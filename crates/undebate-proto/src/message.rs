//! Frame envelope exchanged between client and server.

use rkyv::{Archive, Deserialize, Serialize};
use serde_json::Value;

use crate::framing::encode_frame;
use crate::handshake::{Handshake, HandshakeResponse};
use crate::value::Payload;
use crate::Error;

/// A single protocol frame.
#[derive(Debug, Clone, PartialEq, Archive, Serialize, Deserialize)]
pub enum Frame {
    /// Client greeting, first frame on a connection.
    Hello(Handshake),
    /// Server answer to [`Frame::Hello`].
    Welcome(HandshakeResponse),
    /// Client call of a socket api.
    Emit {
        /// Socket-api handle.
        event: String,
        /// Call arguments, in order.
        args: Vec<Payload>,
        /// Reply token; the server answers with exactly one [`Frame::Ack`]
        /// carrying it. `None` means no reply is wanted.
        ack: Option<u64>,
    },
    /// Server reply to an emit.
    Ack {
        /// Reply token copied from the emit.
        ack: u64,
        /// Reply arguments.
        args: Vec<Payload>,
    },
    /// Server push on a channel.
    Push {
        /// Channel name, `"{handle}:{id}"`.
        event: String,
        /// Update data.
        payload: Payload,
    },
}

impl Frame {
    /// Build an emit frame from JSON arguments.
    pub fn emit(event: impl Into<String>, args: &[Value], ack: Option<u64>) -> Result<Self, Error> {
        Ok(Frame::Emit {
            event: event.into(),
            args: Payload::encode_all(args)?,
            ack,
        })
    }

    /// Build an ack frame from JSON reply arguments.
    pub fn ack(ack: u64, args: &[Value]) -> Result<Self, Error> {
        Ok(Frame::Ack {
            ack,
            args: Payload::encode_all(args)?,
        })
    }

    /// Build a push frame for a channel.
    pub fn push(channel: impl Into<String>, payload: &Value) -> Result<Self, Error> {
        Ok(Frame::Push {
            event: channel.into(),
            payload: Payload::from_value(payload)?,
        })
    }

    /// Short name of the frame kind, for logging.
    pub fn kind(&self) -> &'static str {
        match self {
            Frame::Hello(_) => "hello",
            Frame::Welcome(_) => "welcome",
            Frame::Emit { .. } => "emit",
            Frame::Ack { .. } => "ack",
            Frame::Push { .. } => "push",
        }
    }

    /// Serialize and length-prefix this frame.
    pub fn encode(&self) -> Result<Vec<u8>, Error> {
        let payload = rkyv::to_bytes::<rkyv::rancor::Error>(self)
            .map_err(|e| Error::Serialization(format!("failed to serialize frame: {}", e)))?;
        encode_frame(&payload)
    }

    /// Deserialize a frame from a payload (without the length prefix).
    pub fn decode(payload: &[u8]) -> Result<Self, Error> {
        // Copy to aligned buffer for rkyv validation
        let mut aligned: rkyv::util::AlignedVec<16> = rkyv::util::AlignedVec::new();
        aligned.extend_from_slice(payload);

        rkyv::from_bytes::<Frame, rkyv::rancor::Error>(&aligned)
            .map_err(|e| Error::InvalidMessage(format!("failed to deserialize frame: {}", e)))
    }
}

→ **AIM OF THE TASK**:
Using the records above, find and show each line with the string "handle".

→ **ANSWER TO THE EXERCISE**:
        /// Socket-api handle.
        /// Channel name, `"{handle}:{id}"`.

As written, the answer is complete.